1) Romney’s missing tax returns and his offshore bank accounts
2) Paul Ryan’s draconian budget that will cut aid to the poor and middle class while tinkering with Medicare

It turns out my assessment was correct. According to the New York Times:

The latest New York Times/CBS News poll, conducted over the last week, found that Mr. Obama held an advantage over Mr. Romney on the question of who would do a better job of handling Medicare. That is consistent with other recent polls and is a shift from just last month, before the parties’ national conventions, when the two men were statistically tied on the issue.

In the Times/CBS poll, more than three-quarters of voters favored keeping Medicare the way it is rather than switching to a system like the one backed by Mr. Romney and Mr. Ryan. From the White House on down, Democrats are calling the Republican approach a “voucher” plan, suggesting that it borders on privatizing the system; Republicans prefer the term “premium support.”

As that poll result reflects, the Democratic message is resonating with voters like Ms. Rubin, who joined other independent and Democratic voters last week to hear Mr. Clinton make his pitch for Mr. Obama’s re-election in the packed ballroom of a resort hotel here.

“I don’t trust anybody who says ‘voucher,’ ” said Gary Fieldsend, 62, a recently retired employee at a Navy shipyard who was vacationing here with his wife Pamela, 64. The Fieldsends, from New Hampshire, another swing state, describe themselves as Democratic-leaning independents, and both said they were voting for Mr. Obama.

Nancy Pelosi just said that the selection of Ryan would help the Democrats take back the House of Representatives:

“On August 11, when Gov. Romney chose Ryan, that was the pivotal day,” Pelosi told CNN chief political correspondent Candy Crowley on “State of the Union.” “That is the day things really changed. We were on a path. I would have said to you then we were dead even. Well, the momentum is very much with us, the Medicare issue in this campaign.”

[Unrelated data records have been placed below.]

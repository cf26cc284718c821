//! Clients shared by every request, built once at startup.

use std::sync::Arc;
use std::time::Duration;

use crate::config::{ChatBackend, Config};
use crate::embeddings::OpenAiEmbeddings;
use crate::error::ApiError;
use crate::rag::ChatChain;
use crate::rag::llm::GenAiModel;
use crate::rag::retriever::PineconeRetriever;
use crate::upstream::UpstreamClient;
use crate::vector::PineconeClient;

const CONNECT_TIMEOUT: Duration = Duration::from_secs(10);

#[derive(Clone)]
pub struct AppState {
    pub config: Arc<Config>,
    pub upstream: UpstreamClient,
    chain: Option<ChatChain>,
}

impl AppState {
    /// Builds the HTTP client and, when the model and vector database are
    /// configured, the local chat chain.
    ///
    /// # Errors
    ///
    /// Returns the `reqwest` error if the HTTP client cannot be built.
    pub fn new(config: Config) -> Result<Self, reqwest::Error> {
        let http = reqwest::Client::builder().connect_timeout(CONNECT_TIMEOUT).build()?;
        let upstream = UpstreamClient::new(http.clone(), config.api_base());

        let chain = match (config.pinecone(), config.openai()) {
            (Ok(pinecone), Ok(openai)) => {
                let index = Arc::new(PineconeClient::new(http.clone(), pinecone));
                let retriever = PineconeRetriever::new(OpenAiEmbeddings::new(http, openai), index, config.retriever_top_k);
                let model = GenAiModel::new(openai.model.clone(), &openai.api_key);
                tracing::info!("Local chat chain ready (model {}, index {})", model.model(), pinecone.index_name);
                Some(ChatChain::new(Arc::new(model), Arc::new(retriever)))
            }
            (Err(e), _) | (_, Err(e)) => {
                if config.chat_backend == ChatBackend::Local {
                    tracing::warn!("Local chat disabled: {e}");
                }
                None
            }
        };

        Ok(Self {
            config: Arc::new(config),
            upstream,
            chain,
        })
    }

    /// State with an injected chain, for tests and embedding.
    #[must_use]
    pub fn with_chain(
        config: Config,
        upstream: UpstreamClient,
        chain: Option<ChatChain>,
    ) -> Self {
        Self {
            config: Arc::new(config),
            upstream,
            chain,
        }
    }

    /// The local chat chain.
    ///
    /// # Errors
    ///
    /// Returns a configuration error naming the missing variable.
    pub fn chain(&self) -> Result<&ChatChain, ApiError> {
        if let Some(chain) = &self.chain {
            return Ok(chain);
        }
        self.config.pinecone()?;
        self.config.openai()?;
        Err(ApiError::internal_server_error("chat chain not initialized"))
    }
}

“We have been saying there are three important issues in this campaign. And in alphabetical order, they are Medicare, Medicare, Medicare,” the California representative said.

A CNN/ORC poll taken earlier this month indicated Medicare was among the top three most important economic issues for voters, after unemployment and the federal deficit.

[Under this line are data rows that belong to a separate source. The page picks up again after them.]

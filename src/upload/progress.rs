//! Ingestion progress as streamed back by the upload route.
//!
//! The server writes one JSON object per batch, back to back (optionally
//! newline separated), so object boundaries do not line up with network
//! chunks. [`ProgressDecoder`] buffers until an object is whole and
//! [`ProgressTracker`] checks the sequence.

use std::collections::HashMap;

use serde::{Deserialize, Serialize};
use utoipa::ToSchema;

/// Separator between the original filename and the server-side suffix.
const FILENAME_SUFFIX_MARKER: &str = "-%-";

#[derive(Debug, Clone, PartialEq, Eq, Serialize, Deserialize, ToSchema)]
#[serde(rename_all = "camelCase")]
pub struct UploadProgressEvent {
    pub filename: String,
    pub total_chunks: u64,
    pub chunks_upserted: u64,
    #[serde(default)]
    pub is_complete: bool,
    #[serde(default, skip_serializing_if = "Option::is_none")]
    pub error: Option<String>,
}

impl UploadProgressEvent {
    /// Rounded percentage of chunks stored. An empty document counts as done
    /// once it is complete.
    #[must_use]
    pub fn percent(&self) -> u8 {
        if self.total_chunks == 0 {
            return if self.is_complete { 100 } else { 0 };
        }
        let ratio = self.chunks_upserted.min(self.total_chunks) as f64 / self.total_chunks as f64;
        (ratio * 100.0).round() as u8
    }

    /// Filename without the server-added `-%-` suffix.
    #[must_use]
    pub fn display_filename(&self) -> &str {
        self.filename
            .split(FILENAME_SUFFIX_MARKER)
            .next()
            .unwrap_or(&self.filename)
    }
}

#[derive(Debug, thiserror::Error, PartialEq, Eq)]
pub enum ProgressError {
    #[error("malformed progress event: {0}")]
    Malformed(String),
    #[error("progress for {filename} went backwards ({previous} -> {current})")]
    Regressed {
        filename: String,
        previous: u64,
        current: u64,
    },
    #[error("progress for {filename} exceeds total ({upserted} > {total})")]
    OutOfBounds {
        filename: String,
        upserted: u64,
        total: u64,
    },
}

/// Incremental decoder for concatenated JSON objects.
#[derive(Debug, Default)]
pub struct ProgressDecoder {
    buffer: Vec<u8>,
}

impl ProgressDecoder {
    #[must_use]
    pub fn new() -> Self {
        Self::default()
    }

    /// Feeds `chunk` and returns every event it completed.
    ///
    /// # Errors
    ///
    /// Returns [`ProgressError::Malformed`] when the buffered bytes cannot be
    /// the start of a progress event.
    pub fn push(
        &mut self,
        chunk: &[u8],
    ) -> Result<Vec<UploadProgressEvent>, ProgressError> {
        self.buffer.extend_from_slice(chunk);

        let mut events = Vec::new();
        let consumed = {
            let mut stream = serde_json::Deserializer::from_slice(&self.buffer).into_iter::<UploadProgressEvent>();
            let mut consumed = 0;
            loop {
                match stream.next() {
                    Some(Ok(event)) => {
                        events.push(event);
                        consumed = stream.byte_offset();
                    }
                    Some(Err(e)) if e.is_eof() => break,
                    Some(Err(e)) => return Err(ProgressError::Malformed(e.to_string())),
                    None => {
                        consumed = self.buffer.len();
                        break;
                    }
                }
            }
            consumed
        };

        self.buffer.drain(..consumed);
        Ok(events)
    }

    /// Checks nothing but whitespace is left over.
    ///
    /// # Errors
    ///
    /// Returns [`ProgressError::Malformed`] for a truncated trailing event.
    pub fn finish(self) -> Result<(), ProgressError> {
        if self.buffer.iter().all(u8::is_ascii_whitespace) {
            Ok(())
        } else {
            Err(ProgressError::Malformed(format!(
                "stream ended inside an event ({} bytes left)",
                self.buffer.len()
            )))
        }
    }
}

/// How an upload ended, judged across every file it reported on.
#[derive(Debug, Clone, PartialEq, Eq)]
pub enum UploadOutcome {
    Complete,
    Failed(String),
    /// The stream ended before the server reported completion for every file.
    Incomplete,
}

#[derive(Debug, Default)]
struct FileProgress {
    upserted: u64,
    complete: bool,
}

/// Validates an event sequence and keeps per-file state.
#[derive(Debug, Default)]
pub struct ProgressTracker {
    files: HashMap<String, FileProgress>,
    failure: Option<String>,
    last: Option<UploadProgressEvent>,
}

impl ProgressTracker {
    #[must_use]
    pub fn new() -> Self {
        Self::default()
    }

    /// Records `event` and returns its percentage.
    ///
    /// # Errors
    ///
    /// Rejects events whose count exceeds the total or moves backwards for
    /// the same file. Error events are recorded without checks.
    pub fn observe(
        &mut self,
        event: UploadProgressEvent,
    ) -> Result<u8, ProgressError> {
        let file = self.files.entry(event.filename.clone()).or_default();

        match &event.error {
            Some(error) => {
                tracing::warn!("Ingestion of {} failed: {error}", event.display_filename());
                self.failure.get_or_insert_with(|| error.clone());
            }
            None => {
                if event.chunks_upserted > event.total_chunks {
                    return Err(ProgressError::OutOfBounds {
                        filename: event.filename,
                        upserted: event.chunks_upserted,
                        total: event.total_chunks,
                    });
                }
                if event.chunks_upserted < file.upserted {
                    return Err(ProgressError::Regressed {
                        filename: event.filename,
                        previous: file.upserted,
                        current: event.chunks_upserted,
                    });
                }
                file.upserted = event.chunks_upserted;
                file.complete |= event.is_complete;
            }
        }

        let percent = event.percent();
        self.last = Some(event);
        Ok(percent)
    }

    #[must_use]
    pub fn last(&self) -> Option<&UploadProgressEvent> {
        self.last.as_ref()
    }

    /// `Failed` with the first error any file reported, `Complete` once every
    /// file seen has completed, `Incomplete` otherwise.
    #[must_use]
    pub fn outcome(&self) -> UploadOutcome {
        if let Some(error) = &self.failure {
            return UploadOutcome::Failed(error.clone());
        }
        if !self.files.is_empty() && self.files.values().all(|file| file.complete) {
            UploadOutcome::Complete
        } else {
            UploadOutcome::Incomplete
        }
    }
}

#[cfg(test)]
mod tests {
    use super::*;

    fn event(
        upserted: u64,
        total: u64,
        complete: bool,
    ) -> UploadProgressEvent {
        UploadProgressEvent {
            filename: "report.pdf-%-1712345".to_string(),
            total_chunks: total,
            chunks_upserted: upserted,
            is_complete: complete,
            error: None,
        }
    }

    #[test]
    fn test_decoder_handles_split_objects() {
        let stream = concat!(
            r#"{"filename":"a.pdf","totalChunks":4,"chunksUpserted":2,"isComplete":false}"#,
            "\n",
            r#"{"filename":"a.pdf","totalChunks":4,"chunksUpserted":4,"isComplete":true}"#,
        );
        let bytes = stream.as_bytes();

        let mut decoder = ProgressDecoder::new();
        let mut events = Vec::new();
        for chunk in bytes.chunks(7) {
            events.extend(decoder.push(chunk).unwrap());
        }
        decoder.finish().unwrap();

        assert_eq!(events.len(), 2);
        assert_eq!(events[0].chunks_upserted, 2);
        assert!(events[1].is_complete);
    }

    #[test]
    fn test_decoder_handles_back_to_back_objects_in_one_chunk() {
        let mut decoder = ProgressDecoder::new();
        let events = decoder
            .push(br#"{"filename":"a","totalChunks":2,"chunksUpserted":1}{"filename":"a","totalChunks":2,"chunksUpserted":2,"isComplete":true}"#)
            .unwrap();
        assert_eq!(events.len(), 2);
        assert!(!events[0].is_complete);
    }

    #[test]
    fn test_decoder_rejects_garbage() {
        let mut decoder = ProgressDecoder::new();
        assert!(matches!(decoder.push(b"<html>"), Err(ProgressError::Malformed(_))));
    }

    #[test]
    fn test_truncated_stream_fails_finish() {
        let mut decoder = ProgressDecoder::new();
        assert!(decoder.push(br#"{"filename":"a","totalCh"#).unwrap().is_empty());
        assert!(decoder.finish().is_err());
    }

    #[test]
    fn test_percent_and_display_name() {
        let e = event(1, 3, false);
        assert_eq!(e.percent(), 33);
        assert_eq!(e.display_filename(), "report.pdf");
        assert_eq!(event(0, 0, true).percent(), 100);
        assert_eq!(event(0, 0, false).percent(), 0);

        let plain = UploadProgressEvent {
            filename: "notes.txt".to_string(),
            ..event(0, 1, false)
        };
        assert_eq!(plain.display_filename(), "notes.txt");
    }

    #[test]
    fn test_tracker_accepts_non_decreasing_sequence() {
        let mut tracker = ProgressTracker::new();
        let percents: Vec<u8> = [event(0, 4, false), event(2, 4, false), event(2, 4, false), event(4, 4, true)]
            .into_iter()
            .map(|e| tracker.observe(e).unwrap())
            .collect();
        assert_eq!(percents, vec![0, 50, 50, 100]);
        assert_eq!(tracker.outcome(), UploadOutcome::Complete);
    }

    #[test]
    fn test_tracker_rejects_regression_and_overflow() {
        let mut tracker = ProgressTracker::new();
        tracker.observe(event(3, 4, false)).unwrap();
        assert!(matches!(
            tracker.observe(event(2, 4, false)),
            Err(ProgressError::Regressed { previous: 3, current: 2, .. })
        ));
        assert!(matches!(
            tracker.observe(event(5, 4, false)),
            Err(ProgressError::OutOfBounds { .. })
        ));
    }

    #[test]
    fn test_outcome_requires_completion_without_error() {
        let mut tracker = ProgressTracker::new();
        assert_eq!(tracker.outcome(), UploadOutcome::Incomplete);

        tracker.observe(event(2, 4, false)).unwrap();
        assert_eq!(tracker.outcome(), UploadOutcome::Incomplete);

        tracker
            .observe(UploadProgressEvent {
                error: Some("embedding quota exceeded".to_string()),
                ..event(2, 4, true)
            })
            .unwrap();
        assert_eq!(tracker.outcome(), UploadOutcome::Failed("embedding quota exceeded".to_string()));
    }

    fn file_event(
        filename: &str,
        upserted: u64,
        total: u64,
        complete: bool,
    ) -> UploadProgressEvent {
        UploadProgressEvent {
            filename: filename.to_string(),
            ..event(upserted, total, complete)
        }
    }

    #[test]
    fn test_earlier_file_error_fails_the_upload() {
        let mut tracker = ProgressTracker::new();
        tracker.observe(file_event("a.pdf", 1, 4, false)).unwrap();
        tracker
            .observe(UploadProgressEvent {
                error: Some("quota exceeded".to_string()),
                ..file_event("a.pdf", 1, 4, false)
            })
            .unwrap();
        tracker.observe(file_event("b.pdf", 3, 3, true)).unwrap();

        assert_eq!(tracker.outcome(), UploadOutcome::Failed("quota exceeded".to_string()));
    }

    #[test]
    fn test_unfinished_file_keeps_upload_incomplete() {
        let mut tracker = ProgressTracker::new();
        tracker.observe(file_event("a.pdf", 1, 4, false)).unwrap();
        tracker.observe(file_event("b.pdf", 3, 3, true)).unwrap();
        assert_eq!(tracker.outcome(), UploadOutcome::Incomplete);

        tracker.observe(file_event("a.pdf", 4, 4, true)).unwrap();
        assert_eq!(tracker.outcome(), UploadOutcome::Complete);
    }

    #[test]
    fn test_progress_is_tracked_per_file() {
        let mut tracker = ProgressTracker::new();
        tracker.observe(file_event("a.pdf", 3, 4, false)).unwrap();
        assert_eq!(tracker.observe(file_event("b.pdf", 1, 4, false)).unwrap(), 25);
    }
}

So, Ryan’s Medicare sword hung over Romney’s head from Day 1 — and that was before we realized that Ryan was a bit truth challenged and liked to boast of Marathon times he had only achieved in his wildest dreams. Given the current situation, it appears that the Romney campaign has given up on swing voters who care about Medicare and are focusing on getting extremists out to the polls. According to BuzzFeed:

Mitt Romney’s campaign has concluded that the 2012 election will not be decided by elusive, much-targeted undecided voters — but by the motivated partisans of the Republican base…

Three Romney advisers told BuzzFeed the campaign’s top priority now is to rally conservative Republicans, in hopes that they’ll show up on Election Day, and drag their less politically-engaged friends with them. The earliest, ambiguous signal of this turn toward the party’s right was the selection of Rep. Paul Ryan as Romney’s running mate, a top Romney aide said.

“This is going to be a base election, and we need them to come out to vote,” the aide said, explaining the pick.

Given the direction of the Romney campaign, it is a very good possibility that we will see more anti-gay rhetoric in the coming weeks. We already know that Mitt will basically morph himself into whatever is required to win. There is no doubt how far he will go to reinvent himself. The question is: How low will he go?

Now that he is desperate and his dreams hang in the balance, we might just find out.